Eddie Marek is newly married and unable to find a job at the start of the Great Depression. Desperate to keep his Filipina wife, Carrie, from becoming a taxi dancer, Eddie starts holding up grocery stores with his partner, “Foxy” Renard. When they’re caught, Renard squeals on Eddie, “implicating him in everything but the teaching of evolution in Tennessee.” Eddie is sent to New York’s notorious Sing Sing prison, where he befriends three other prisoners on his cellblock: Nick Strecker, a tough guy who always has an escape scheme or two going; Salvatore Rossi, the muscle who follows him; and “Sandy” Myers, a swindler who tries to keep his young pal Eddie out of trouble. Eddie also becomes close to Sing Sing’s warden, a reformer named Stewart Beck, his saintly wife, Kathryn, and the prison chaplain, Father Gelasius Bryant. While serving his time, Eddie discovers a talent for playing baseball and, with Beck’s help, is scouted by the Brooklyn Dodgers. Pietrusza (Rothstein: The Life, Death, and Murder of the Criminal Genius Who Fixed the 1919 World Series, 2011, etc.) has created an almost idyllic picture of prison life related in a conversational, noir-ish style.
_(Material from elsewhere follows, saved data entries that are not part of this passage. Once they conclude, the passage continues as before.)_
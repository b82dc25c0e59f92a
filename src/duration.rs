//! Duration Literals
//!
//! Converts between native durations and InfluxQL duration literals such as
//! `90s`, `1h30m` or `7d`.
//!
//! # Supported Units
//!
//! ```text
//! w   weeks
//! d   days
//! h   hours
//! m   minutes
//! s   seconds
//! ms  milliseconds
//! ```

use chrono::Duration;
use nom::{
    branch::alt,
    bytes::complete::tag,
    character::complete::digit1,
    combinator::{all_consuming, map_res, value},
    multi::many1,
    IResult,
};

use crate::query::{QueryError, QueryResult};

const SECOND_MS: i64 = 1000;
const MINUTE_MS: i64 = 60 * SECOND_MS;
const HOUR_MS: i64 = 60 * MINUTE_MS;
const DAY_MS: i64 = 24 * HOUR_MS;
const WEEK_MS: i64 = 7 * DAY_MS;

/// Units used when formatting, largest first. Weeks are never emitted.
const FORMAT_UNITS: [(&str, i64); 5] = [
    ("d", DAY_MS),
    ("h", HOUR_MS),
    ("m", MINUTE_MS),
    ("s", SECOND_MS),
    ("ms", 1),
];

/// Format a duration as an InfluxQL interval literal
///
/// Zero renders as `0s`; negative durations keep a leading `-`.
pub fn to_interval_literal(duration: Duration) -> String {
    let total = duration.num_milliseconds();
    if total == 0 {
        return "0s".to_string();
    }

    let mut literal = String::new();
    if total < 0 {
        literal.push('-');
    }

    let mut remaining = total.unsigned_abs();
    for (unit, size) in FORMAT_UNITS {
        let size = size as u64;
        let count = remaining / size;
        if count > 0 {
            literal.push_str(&format!("{}{}", count, unit));
            remaining %= size;
        }
    }

    literal
}

/// Parse a duration literal into whole seconds (sub-second parts truncate)
pub fn to_seconds(literal: &str) -> QueryResult<i64> {
    Ok(to_millis(literal)? / SECOND_MS)
}

/// Parse a duration literal into milliseconds
pub fn to_millis(literal: &str) -> QueryResult<i64> {
    let invalid = || QueryError::invalid_type(format!("invalid duration literal: '{}'", literal));

    let (_, parts) = parse_components(literal.trim()).map_err(|_| invalid())?;

    parts
        .into_iter()
        .try_fold(0i64, |acc, (amount, unit)| {
            amount.checked_mul(unit).and_then(|ms| acc.checked_add(ms))
        })
        .ok_or_else(invalid)
}

/// Parse a whole literal like "2h30m"
fn parse_components(input: &str) -> IResult<&str, Vec<(i64, i64)>> {
    all_consuming(many1(parse_component))(input)
}

/// Parse one "<amount><unit>" pair, returning (amount, unit in ms)
fn parse_component(input: &str) -> IResult<&str, (i64, i64)> {
    let (input, amount) = map_res(digit1, |s: &str| s.parse::<i64>())(input)?;
    let (input, unit) = alt((
        // "ms" must be tried before "m"
        value(1i64, tag("ms")),
        value(WEEK_MS, tag("w")),
        value(DAY_MS, tag("d")),
        value(HOUR_MS, tag("h")),
        value(MINUTE_MS, tag("m")),
        value(SECOND_MS, tag("s")),
    ))(input)?;

    Ok((input, (amount, unit)))
}

/// A duration as callers may supply it
#[derive(Debug, Clone, PartialEq, Eq)]
pub enum DurationInput {
    /// Native duration value
    Native(Duration),
    /// Literal such as "2h30m"
    Literal(String),
    /// Whole number of seconds
    Seconds(i64),
}

impl DurationInput {
    /// Resolve to a native duration
    pub fn to_duration(&self) -> QueryResult<Duration> {
        let out_of_range = || QueryError::invalid_type("duration out of range");
        match self {
            Self::Native(duration) => Ok(*duration),
            Self::Literal(literal) => Duration::try_milliseconds(to_millis(literal)?).ok_or_else(out_of_range),
            Self::Seconds(seconds) => Duration::try_seconds(*seconds).ok_or_else(out_of_range),
        }
    }

    /// Render as an interval literal
    ///
    /// Literal strings are validated and kept as written; native values and
    /// second counts are formatted with [`to_interval_literal`].
    pub fn to_literal(&self) -> QueryResult<String> {
        match self {
            Self::Literal(literal) => {
                to_millis(literal)?;
                Ok(literal.trim().to_string())
            }
            other => Ok(to_interval_literal(other.to_duration()?)),
        }
    }
}

impl From<Duration> for DurationInput {
    fn from(duration: Duration) -> Self {
        Self::Native(duration)
    }
}

impl From<&str> for DurationInput {
    fn from(literal: &str) -> Self {
        Self::Literal(literal.to_string())
    }
}

impl From<String> for DurationInput {
    fn from(literal: String) -> Self {
        Self::Literal(literal)
    }
}

impl From<i64> for DurationInput {
    fn from(seconds: i64) -> Self {
        Self::Seconds(seconds)
    }
}

impl From<i32> for DurationInput {
    fn from(seconds: i32) -> Self {
        Self::Seconds(seconds as i64)
    }
}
The story is peppered with picturesque details about day-to-day life in Sing Sing, from emptying the toilet buckets to attending church services. Although the title refers to the cells where the condemned spent their last few hours, Sing Sing’s infamous electric chair never really threatens Eddie or his chums. A baseball story at heart, the episodic plot meanders from the prisoners’ attempts to establish a prison garden to a foiled escape attempt and, finally, Eddie’s attempts to play professional baseball. This easy-reading prison tale avoids the violence or gritty realism that has come to be associated with the genre.

A prison story that plays more softball than hardball.